YOUR INSTRUCTIONS:
Copy out the data so that nothing differs from the original.

ENTRIES SHOWN:
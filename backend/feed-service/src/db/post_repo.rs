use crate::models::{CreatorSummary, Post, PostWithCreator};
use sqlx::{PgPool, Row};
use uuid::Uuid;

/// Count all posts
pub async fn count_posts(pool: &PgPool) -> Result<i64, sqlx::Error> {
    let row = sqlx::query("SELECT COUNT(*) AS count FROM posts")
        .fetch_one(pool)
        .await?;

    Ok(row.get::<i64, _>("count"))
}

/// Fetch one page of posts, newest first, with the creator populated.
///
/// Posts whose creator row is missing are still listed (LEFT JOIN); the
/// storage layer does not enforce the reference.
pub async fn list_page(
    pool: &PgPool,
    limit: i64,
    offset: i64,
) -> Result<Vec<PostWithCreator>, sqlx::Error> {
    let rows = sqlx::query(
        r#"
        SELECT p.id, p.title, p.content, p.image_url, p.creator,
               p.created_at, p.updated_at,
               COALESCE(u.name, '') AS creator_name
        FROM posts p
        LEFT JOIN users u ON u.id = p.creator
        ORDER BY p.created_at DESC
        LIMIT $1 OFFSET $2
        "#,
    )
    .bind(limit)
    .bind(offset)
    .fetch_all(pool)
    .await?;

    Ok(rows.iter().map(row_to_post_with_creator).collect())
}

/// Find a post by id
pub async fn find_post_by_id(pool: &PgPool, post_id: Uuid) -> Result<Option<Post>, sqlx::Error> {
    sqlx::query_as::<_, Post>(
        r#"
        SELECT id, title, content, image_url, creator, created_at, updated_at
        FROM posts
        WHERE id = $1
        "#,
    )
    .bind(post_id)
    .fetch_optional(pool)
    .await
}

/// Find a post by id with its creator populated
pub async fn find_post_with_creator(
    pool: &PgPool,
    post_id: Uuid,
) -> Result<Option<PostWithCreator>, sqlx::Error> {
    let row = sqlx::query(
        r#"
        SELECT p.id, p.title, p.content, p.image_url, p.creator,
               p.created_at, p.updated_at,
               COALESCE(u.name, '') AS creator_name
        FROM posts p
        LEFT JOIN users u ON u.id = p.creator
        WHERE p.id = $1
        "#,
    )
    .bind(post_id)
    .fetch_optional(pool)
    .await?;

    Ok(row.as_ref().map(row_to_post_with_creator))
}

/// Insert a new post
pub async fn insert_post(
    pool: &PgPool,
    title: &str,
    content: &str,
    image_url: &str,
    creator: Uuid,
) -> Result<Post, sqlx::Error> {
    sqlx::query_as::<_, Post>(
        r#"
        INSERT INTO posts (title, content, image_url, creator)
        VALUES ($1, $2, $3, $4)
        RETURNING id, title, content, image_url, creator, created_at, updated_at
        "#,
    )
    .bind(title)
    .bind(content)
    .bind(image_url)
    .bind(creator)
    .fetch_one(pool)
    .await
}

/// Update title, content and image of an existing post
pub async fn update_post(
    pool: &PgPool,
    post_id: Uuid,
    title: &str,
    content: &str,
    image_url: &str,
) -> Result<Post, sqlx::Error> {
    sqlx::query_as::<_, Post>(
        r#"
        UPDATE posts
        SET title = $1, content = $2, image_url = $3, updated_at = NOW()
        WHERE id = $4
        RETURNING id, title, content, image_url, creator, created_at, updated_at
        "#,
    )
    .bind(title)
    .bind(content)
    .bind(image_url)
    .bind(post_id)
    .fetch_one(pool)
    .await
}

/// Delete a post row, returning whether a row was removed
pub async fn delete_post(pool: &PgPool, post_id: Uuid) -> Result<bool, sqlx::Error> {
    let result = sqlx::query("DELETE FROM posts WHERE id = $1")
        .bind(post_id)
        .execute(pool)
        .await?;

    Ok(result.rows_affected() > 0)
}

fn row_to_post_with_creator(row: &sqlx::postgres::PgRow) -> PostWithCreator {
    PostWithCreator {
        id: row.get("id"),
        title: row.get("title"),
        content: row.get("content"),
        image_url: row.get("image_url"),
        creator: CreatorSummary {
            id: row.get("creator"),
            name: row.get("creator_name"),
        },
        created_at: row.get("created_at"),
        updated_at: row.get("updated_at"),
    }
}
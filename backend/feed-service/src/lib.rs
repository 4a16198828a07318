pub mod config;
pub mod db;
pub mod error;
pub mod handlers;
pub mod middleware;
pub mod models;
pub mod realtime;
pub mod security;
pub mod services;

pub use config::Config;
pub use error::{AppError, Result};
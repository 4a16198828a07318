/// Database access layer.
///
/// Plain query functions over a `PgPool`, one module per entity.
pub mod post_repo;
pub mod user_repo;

EXERCISE RESULT:
filename backend/feed-service/src/db/post_repo.rs
use crate::models::{CreatorSummary, Post, PostWithCreator};
use sqlx::{PgPool, Row};
use uuid::Uuid;

/// Count all posts
pub async fn count_posts(pool: &PgPool) -> Result<i64, sqlx::Error> {
    let row = sqlx::query("SELECT COUNT(*) AS count FROM posts")
        .fetch_one(pool)
        .await?;

    Ok(row.get::<i64, _>("count"))
}

/// Fetch one page of posts, newest first, with the creator populated.
///
/// Posts whose creator row is missing are still listed (LEFT JOIN); the
/// storage layer does not enforce the reference.
pub async fn list_page(
    pool: &PgPool,
    limit: i64,
    offset: i64,
) -> Result<Vec<PostWithCreator>, sqlx::Error> {
    let rows = sqlx::query(
        r#"
        SELECT p.id, p.title, p.content, p.image_url, p.creator,
               p.created_at, p.updated_at,
               COALESCE(u.name, '') AS creator_name
        FROM posts p
        LEFT JOIN users u ON u.id = p.creator
        ORDER BY p.created_at DESC
        LIMIT $1 OFFSET $2
        "#,
    )
    .bind(limit)
    .bind(offset)
    .fetch_all(pool)
    .await?;

    Ok(rows.iter().map(row_to_post_with_creator).collect())
}

/// Find a post by id
pub async fn find_post_by_id(pool: &PgPool, post_id: Uuid) -> Result<Option<Post>, sqlx::Error> {
    sqlx::query_as::<_, Post>(
        r#"
        SELECT id, title, content, image_url, creator, created_at, updated_at
        FROM posts
        WHERE id = $1
        "#,
    )
    .bind(post_id)
    .fetch_optional(pool)
    .await
}

/// Find a post by id with its creator populated
pub async fn find_post_with_creator(
    pool: &PgPool,
    post_id: Uuid,
) -> Result<Option<PostWithCreator>, sqlx::Error> {
    let row = sqlx::query(
        r#"
        SELECT p.id, p.title, p.content, p.image_url, p.creator,
               p.created_at, p.updated_at,
               COALESCE(u.name, '') AS creator_name
        FROM posts p
        LEFT JOIN users u ON u.id = p.creator
        WHERE p.id = $1
        "#,
    )
    .bind(post_id)
    .fetch_optional(pool)
    .await?;

    Ok(row.as_ref().map(row_to_post_with_creator))
}

/// Insert a new post
pub async fn insert_post(
    pool: &PgPool,
    title: &str,
    content: &str,
    image_url: &str,
    creator: Uuid,
) -> Result<Post, sqlx::Error> {
    sqlx::query_as::<_, Post>(
        r#"
        INSERT INTO posts (title, content, image_url, creator)
        VALUES ($1, $2, $3, $4)
        RETURNING id, title, content, image_url, creator, created_at, updated_at
        "#,
    )
    .bind(title)
    .bind(content)
    .bind(image_url)
    .bind(creator)
    .fetch_one(pool)
    .await
}

/// Update title, content and image of an existing post
pub async fn update_post(
    pool: &PgPool,
    post_id: Uuid,
    title: &str,
    content: &str,
    image_url: &str,
) -> Result<Post, sqlx::Error> {
    sqlx::query_as::<_, Post>(
        r#"
        UPDATE posts
        SET title = $1, content = $2, image_url = $3, updated_at = NOW()
        WHERE id = $4
        RETURNING id, title, content, image_url, creator, created_at, updated_at
        "#,
    )
    .bind(title)
    .bind(content)
    .bind(image_url)
    .bind(post_id)
    .fetch_one(pool)
    .await
}

/// Delete a post row, returning whether a row was removed
pub async fn delete_post(pool: &PgPool, post_id: Uuid) -> Result<bool, sqlx::Error> {
    let result = sqlx::query("DELETE FROM posts WHERE id = $1")
        .bind(post_id)
        .execute(pool)
        .await?;

    Ok(result.rows_affected() > 0)
}

fn row_to_post_with_creator(row: &sqlx::postgres::PgRow) -> PostWithCreator {
    PostWithCreator {
        id: row.get("id"),
        title: row.get("title"),
        content: row.get("content"),
        image_url: row.get("image_url"),
        creator: CreatorSummary {
            id: row.get("creator"),
            name: row.get("creator_name"),
        },
        created_at: row.get("created_at"),
        updated_at: row.get("updated_at"),
    }
}
filename backend/feed-service/src/lib.rs
repository 4a16198828a07318
pub mod config;
pub mod db;
pub mod error;
pub mod handlers;
pub mod middleware;
pub mod models;
pub mod realtime;
pub mod security;
pub mod services;

pub use config::Config;
pub use error::{AppError, Result};
repository 4a16198828a07318
/// Database access layer.
///
/// Plain query functions over a `PgPool`, one module per entity.
pub mod post_repo;
pub mod user_repo;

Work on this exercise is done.